“Gestire per conservare è il fondamento a cui ci si è ispirati per rinnovare la legge. Un obiettivo ambizioso che, grazie al voto favorevole del Senato, fa un passo importante per diventare realtà”. A dirlo il sottosegretario al Masaf, Patrizio La Pietra, in una nota raccolta da ANSA. Oggetto della dichiarazione il ddl Caccia. La Pietra ha proseguito sottolineando la necessità anche di un adeguamento della 157/92: “è cambiata l’attività venatoria con diverse presenze faunistiche sul territorio rispetto a quando la precedente legge sulla caccia venne concepita; un’azione di rinnovamento normativo era doverosa per metterci al passo con le esigenze attuali di conservazione della fauna selvatica”.

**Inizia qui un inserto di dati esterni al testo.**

// Level provider: built-in text layouts for the lobby and campaign, generated
// mazes for arena and survival.
//
// Text format: one row per line, blank lines separate levels. Digits are wall
// heights (0 is open floor). Letters are markers encoded as `'A' - ch - 1`,
// so `A..H` spawn bots of tier 0..7, `S` marks the player spawn, `Y` a chest
// and `Z` a lobby button.

use super::grid::{OPEN, TileGrid, tile_center};
use super::maze::generate_maze;
use super::state::{ButtonAction, EntityId, GameMode, Tank, TankKind};
use super::tuning::tier::MAX_TIER;
use rand::{Rng, RngCore};
use std::f32::consts::TAU;

pub const SPAWN_MARKER: i32 = marker('S');
pub const CHEST_MARKER: i32 = marker('Y');
pub const BUTTON_MARKER: i32 = marker('Z');

const SPAWN_TIER: i32 = 18;
const CHEST_TIER: i32 = 24;
const BUTTON_TIER: i32 = 25;

const LOBBY_LEVELS: &str = include_str!("../../levels/lobby.txt");
const CAMPAIGN_LEVELS: &str = include_str!("../../levels/campaign.txt");

/// Maze parameters for generated modes.
const MAZE_WALL_DENSITY: f64 = 0.4;
const MAZE_CORRIDOR_WIDTH: usize = 2;
const MAZE_CHEST_CHANCE: f64 = 0.02;

/// Marker value stored in the grid for a letter.
pub const fn marker(ch: char) -> i32 {
    'A' as i32 - ch as i32 - 1
}

/// A level ready to simulate: markers already resolved to bots and a spawn.
#[derive(Debug, Clone)]
pub struct LoadedLevel {
    pub grid: TileGrid,
    pub bots: Vec<Tank>,
    pub spawn: (f32, f32),
}

impl LoadedLevel {
    /// Stand-in for unusable level data: one open tile and no bots.
    pub fn degenerate() -> Self {
        Self {
            grid: TileGrid::degenerate(),
            bots: Vec::new(),
            spawn: tile_center(0, 0),
        }
    }
}

/// Source of level layouts for each game mode.
pub trait LevelProvider: Send + Sync {
    /// Loads level `index` of `mode`. `human_count` sizes generated mazes;
    /// `friendly_fire` labels the lobby toggle button.
    fn load_level(
        &self,
        mode: GameMode,
        index: usize,
        human_count: usize,
        friendly_fire: bool,
        rng: &mut dyn RngCore,
    ) -> LoadedLevel;

    /// Number of discrete levels; generated modes report 1.
    fn level_count(&self, mode: GameMode) -> usize;
}

/// Layouts compiled into the binary plus maze generation.
#[derive(Debug, Clone)]
pub struct BuiltinLevels {
    lobby: Vec<Vec<Vec<i32>>>,
    campaign: Vec<Vec<Vec<i32>>>,
}

impl Default for BuiltinLevels {
    fn default() -> Self {
        Self {
            lobby: parse_levels(LOBBY_LEVELS),
            campaign: parse_levels(CAMPAIGN_LEVELS),
        }
    }
}

impl BuiltinLevels {
    pub fn from_text(lobby: &str, campaign: &str) -> Self {
        Self {
            lobby: parse_levels(lobby),
            campaign: parse_levels(campaign),
        }
    }
}

impl LevelProvider for BuiltinLevels {
    fn load_level(
        &self,
        mode: GameMode,
        index: usize,
        human_count: usize,
        friendly_fire: bool,
        rng: &mut dyn RngCore,
    ) -> LoadedLevel {
        let rows = match mode {
            GameMode::Lobby => self.lobby.get(index).or_else(|| self.lobby.first()).cloned(),
            GameMode::Campaign => self.campaign.get(index).cloned(),
            GameMode::Arena | GameMode::Survival => {
                let size = maze_size(human_count);
                let maze = generate_maze(
                    size,
                    size,
                    MAZE_WALL_DENSITY,
                    MAZE_CORRIDOR_WIDTH,
                    MAZE_CHEST_CHANCE,
                    rng,
                );
                Some(maze.to_rows())
            }
        };

        match rows.and_then(TileGrid::from_rows) {
            Some(grid) => populate(grid, friendly_fire, rng),
            None => LoadedLevel::degenerate(),
        }
    }

    fn level_count(&self, mode: GameMode) -> usize {
        match mode {
            GameMode::Lobby => self.lobby.len(),
            GameMode::Campaign => self.campaign.len(),
            GameMode::Arena | GameMode::Survival => 1,
        }
    }
}

/// Side length of a generated maze for `humans` players.
pub fn maze_size(humans: usize) -> usize {
    let scaled = 30.0 * (humans.max(1) as f64).sqrt();
    (scaled.floor() as usize).max(1)
}

/// Splits level text into raw rows. Ragged levels are kept as-is and
/// rejected when loaded.
pub fn parse_levels(text: &str) -> Vec<Vec<Vec<i32>>> {
    let mut levels = Vec::new();
    let mut current: Vec<Vec<i32>> = Vec::new();

    for line in text.lines() {
        let line = line.trim();
        if line.is_empty() {
            if !current.is_empty() {
                levels.push(std::mem::take(&mut current));
            }
            continue;
        }
        current.push(line.chars().map(tile_value).collect());
    }
    if !current.is_empty() {
        levels.push(current);
    }
    levels
}

fn tile_value(ch: char) -> i32 {
    match ch.to_digit(10) {
        Some(height) => height as i32,
        None => marker(ch),
    }
}

/// Resolves every negative marker into a bot or the spawn point and clears
/// the tile.
fn populate(mut grid: TileGrid, friendly_fire: bool, rng: &mut dyn RngCore) -> LoadedLevel {
    let markers: Vec<(i32, i32, i32)> = grid.tiles().filter(|(_, _, v)| *v < 0).collect();

    let mut spawn = None;
    let mut bots = Vec::new();
    let mut next_id: u32 = 0;
    let mut buttons = ButtonAction::LAYOUT_ORDER.iter();

    for (col, row, value) in markers {
        grid.set(col, row, OPEN);
        let (x, y) = tile_center(col, row);
        let kind = match -value - 1 {
            SPAWN_TIER => {
                spawn = Some((x, y));
                continue;
            }
            CHEST_TIER => TankKind::Chest,
            BUTTON_TIER => match buttons.next() {
                Some(action) => TankKind::Button(*action),
                None => continue,
            },
            tier => TankKind::Tier(tier.clamp(0, i32::from(MAX_TIER)) as u8),
        };

        let mut bot = Tank::new(EntityId::Bot(next_id), kind, x, y);
        next_id += 1;
        if let TankKind::Button(action) = kind {
            bot.name = action.label(friendly_fire).to_string();
        } else if !kind.is_inert() {
            bot.angle = rng.r#gen::<f32>() * TAU;
            bot.target_direction = bot.angle;
            bot.turret_angle = bot.angle;
        }
        bots.push(bot);
    }

    LoadedLevel {
        spawn: spawn.unwrap_or_else(|| tile_center(grid.cols() as i32 / 2, grid.rows() as i32 / 2)),
        grid,
        bots,
    }
}
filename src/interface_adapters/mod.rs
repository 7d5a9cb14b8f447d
// Interface adapters: wire protocol and network handling.

pub mod net;
pub mod protocol;
pub mod state;
pub mod utils;
// Frameworks layer: runtime configuration and server bootstrap.

pub mod config;
pub mod server;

E in merito alla campagna mediatica da parte di chi si dichiara contrario a qualsiasi cambiamento in materia, il Sottosegretario ha sottolineato il numero altissimo di fake news che invece di portare un contributo costruttivo hanno solo inasprito il dibattito con allarmismi infondati: “Non è vero che la caccia sarà autorizzata tutto l’anno – ha spiegato – ma sarà consentito alle Regioni di adeguare i calendari ai diversi territori. L’attuale autorizzazione a strumenti ottici, che tra l’altro non si può esercitare di notte, si potrà ancora usare per la caccia di selezione e quindi su capi malati o anziani, ben diversa dall’attività venatoria. Inoltre – aggiunge – il tavolo faunistico non si sostituisce a Ispra ma lo affianca così come era previsto e mai attuato dalla legge già nel 1992, cosa che dovrebbe far piacere alle associazioni animaliste che saranno chiamate a parteciparvi. Non è stata poi toccata la percentuale di territorio per le aziende faunistiche ma la possibilità di investire in zone interne e creare quindi economia in zone altrimenti abbandonate”.
Infine, toccando il tema del bracconaggio, Per la Pietra ha ricordato che la nuova legge prevede il raddoppio e in alcuni casi arriva a quadruplicare le sanzioni “perché il messaggio deve essere chiaro: chi sbaglia paga e di questo possono stare certi gli animalisti, così come i cacciatori che seguono le regole” ha concluso.